GÜNDEM - 21 Haziran 2015 Pazar 17:24

Gazeteciler Konfederasyonu'dan rehin alma fotoğrafı açıklaması

A
A
A
Gazeteciler Konfederasyonu'dan rehin alma fotoğrafı açıklaması

Gazeteciler Konfederasyonu, Basın İlan Kurumu'nun (BİK), İstanbul Cumhuriyet Savcısı Mehmet Selim Kiraz’ın yaşamını yitirdiği 31 Mart’taki rehin alma eylemine ilişkin fotoğrafları yayımlayan 39 gazeteye 1 ile 12 gün arasında ilan kesme cezası vermesiyle ilgili açıklama yaptı.
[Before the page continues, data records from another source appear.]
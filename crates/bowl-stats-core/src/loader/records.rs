//! Rows loaded from the league sheets

use chrono::NaiveDate;
use serde::{Deserialize, Serialize, Serializer};

use crate::stats::MonthKey;

/// Timestamp layout the dashboard reads for raw score points
pub const SCORE_DATE_FORMAT: &str = "%Y-%m-%d 00:00:00";

/// A single game from the score sheet
#[derive(Debug, Clone, PartialEq, Eq, Serialize)]
pub struct ScoreRecord {
    /// Bowler display key
    pub disp: String,
    pub score: u32,
    #[serde(serialize_with = "serialize_game_date")]
    pub date: NaiveDate,
}

impl ScoreRecord {
    pub fn new(disp: impl Into<String>, score: u32, date: NaiveDate) -> Self {
        Self {
            disp: disp.into(),
            score,
            date,
        }
    }

    /// Month bucket this game belongs to
    pub fn month(&self) -> MonthKey {
        MonthKey::from_date(self.date)
    }
}

fn serialize_game_date<S: Serializer>(date: &NaiveDate, serializer: S) -> Result<S::Ok, S::Error> {
    serializer.collect_str(&date.format(SCORE_DATE_FORMAT))
}

/// Display metadata for a bowler
#[derive(Debug, Clone, PartialEq, Eq, Deserialize)]
pub struct BowlerMeta {
    /// Bowler display key
    #[serde(rename = "display", alias = "disp")]
    pub disp: String,
    /// Full name
    #[serde(alias = "full_name", alias = "full")]
    pub name: String,
    /// Color code, e.g. `#ff0000`
    #[serde(default)]
    pub hexcode: Option<String>,
}

impl BowlerMeta {
    pub fn new(disp: impl Into<String>, name: impl Into<String>, hexcode: Option<&str>) -> Self {
        Self {
            disp: disp.into(),
            name: name.into(),
            hexcode: hexcode.map(str::to_string),
        }
    }

    /// Hex code, treating a blank cell as missing
    pub fn color(&self) -> Option<&str> {
        self.hexcode.as_deref().map(str::trim).filter(|c| !c.is_empty())
    }
}

/// Score sheet row before date parsing
#[derive(Debug, Deserialize)]
pub(super) struct RawScoreRow {
    pub disp: String,
    pub score: u32,
    pub date: String,
}

#[cfg(test)]
mod tests {
    use super::*;

    #[test]
    fn test_score_record_serializes_date_as_timestamp() {
        let record = ScoreRecord::new("Ann", 110, NaiveDate::from_ymd_opt(2024, 1, 9).unwrap());
        let json = serde_json::to_value(&record).unwrap();

        assert_eq!(
            json,
            serde_json::json!({ "disp": "Ann", "score": 110, "date": "2024-01-09 00:00:00" })
        );
    }

    #[test]
    fn test_blank_hexcode_is_missing() {
        assert_eq!(BowlerMeta::new("Ann", "Ann Lee", Some("  ")).color(), None);
        assert_eq!(BowlerMeta::new("Ann", "Ann Lee", None).color(), None);
        assert_eq!(
            BowlerMeta::new("Ann", "Ann Lee", Some("#ff0000")).color(),
            Some("#ff0000")
        );
    }
}
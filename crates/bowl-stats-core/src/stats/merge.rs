//! Joining bowler statistics with the month pivot and display metadata

use std::collections::{BTreeMap, BTreeSet, HashMap};

use tracing::{debug, warn};

use crate::color::ColorSource;
use crate::loader::BowlerMeta;

use super::model::{BowlerStats, MonthCell, MonthKey, SummaryRow};

/// Build one summary row per bowler.
///
/// Every row gets a cell for each month in `months`. Metadata is matched by
/// exact display key; the first row wins when a key repeats. Bowlers without
/// a usable hex code get one from `colors`.
pub fn merge_rows(
    stats: Vec<BowlerStats>,
    months: &BTreeSet<MonthKey>,
    metadata: &[BowlerMeta],
    colors: &mut dyn ColorSource,
) -> Vec<SummaryRow> {
    let index = index_metadata(metadata);

    for meta in metadata {
        if !stats.iter().any(|s| s.disp == meta.disp) {
            warn!("No scores for bowler '{}', leaving them out", meta.disp);
        }
    }

    stats
        .into_iter()
        .map(|mut stats| {
            // the pivoted cells replace the sparse map
            let monthly = std::mem::take(&mut stats.monthly);
            let meta = index.get(stats.disp.as_str()).copied();
            let hexcode = match meta.and_then(BowlerMeta::color) {
                Some(color) => color.to_string(),
                None => {
                    let color = colors.next_color();
                    debug!("Assigned generated color {} to '{}'", color, stats.disp);
                    color
                }
            };

            SummaryRow {
                months: pivot_months(&monthly, months),
                name: meta.map(|m| m.name.clone()),
                hexcode,
                stats,
            }
        })
        .collect()
}

/// Spread a bowler's sparse monthly averages over every observed month
fn pivot_months(
    monthly: &BTreeMap<MonthKey, f64>,
    months: &BTreeSet<MonthKey>,
) -> BTreeMap<MonthKey, MonthCell> {
    months
        .iter()
        .map(|month| {
            let cell = monthly
                .get(month)
                .map_or(MonthCell::NotAvailable, |avg| MonthCell::Average(*avg));
            (*month, cell)
        })
        .collect()
}

fn index_metadata(metadata: &[BowlerMeta]) -> HashMap<&str, &BowlerMeta> {
    let mut index = HashMap::with_capacity(metadata.len());
    for meta in metadata {
        if index.contains_key(meta.disp.as_str()) {
            warn!("Duplicate metadata for bowler '{}', keeping the first entry", meta.disp);
            continue;
        }
        index.insert(meta.disp.as_str(), meta);
    }
    index
}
Basın İlan Kurumu'nun, savcı olayına ilişkin yayın yasağını delen gazetelere yargısal anlamda herhangi bir hüküm verilmeden ceza vermesinin doğru olmadığı belirtilen açıklamada, "Basın İlan Kurumu, kamu ilanlarını belli kriterler çerçevesinde yazılı basına dağıtan bir kamu kurumudur. Böyle bir kamu kurumu, herhangi bir şikayet olmaksızın resen hareket edip yargının görevini üstlenemez. Gazeteler, Anayasal çerçevede ve mevcut Basın Kanunu kapsamında etik kurallar da dahil olmak üzere belli kriterlere göre yayın yaparlar ve bu kurumları yayınlarından dolayı cezalandırma makamı sadece ve sadece mahkemelerdir. Basın İlan Kurumu ise ancak hak ihalleleri konusunda şikayet olduğunda cezai işlem uygulayabilir” ifadelerine yer verildi.

Basın İlan Kurumu’nun yanlış bir karara imza attığına dikkat çeken açıklamada, şöyle denildi;
“Çağlayan Adliyesi’nde yaşanan olayla ilgili herhangi bir şikayet beklemeksizin, resen harekete geçen ve kendisini hem savcı, hem de hakim yerine koyarak 39 gazeteye 1 ile 12 gün arasında ilan kesme cezası veren Basın İlan Kurumu Yönetim Kurulu, ne yazık ki yanlış bir karara imza atmıştır.

Türkiye genelindeki 8 gazeteciler federasyonu ile bu federasyonlara üye 86 gazeteciler cemiyeti ve basın meslek örgütünü temsil eden Gazeteciler Konfederasyonu olarak; bugüne kadar basını destekleyen birbirinden önemli yeniliklere imza atan Basın İlan Kurumu yönetimini, bu kararını gözden geçirmeye davet ediyoruz. Unutulmamalıdır ki; yasalar ve basın etiğine uygun yayın yapmayan kurumların cezalandırılması Basın İlan Kurumu’nun değil, hukuk devleti olan ülkemizde mahkemelerin yetkisindedir. Kamuoyuna saygıyla duyurulur." 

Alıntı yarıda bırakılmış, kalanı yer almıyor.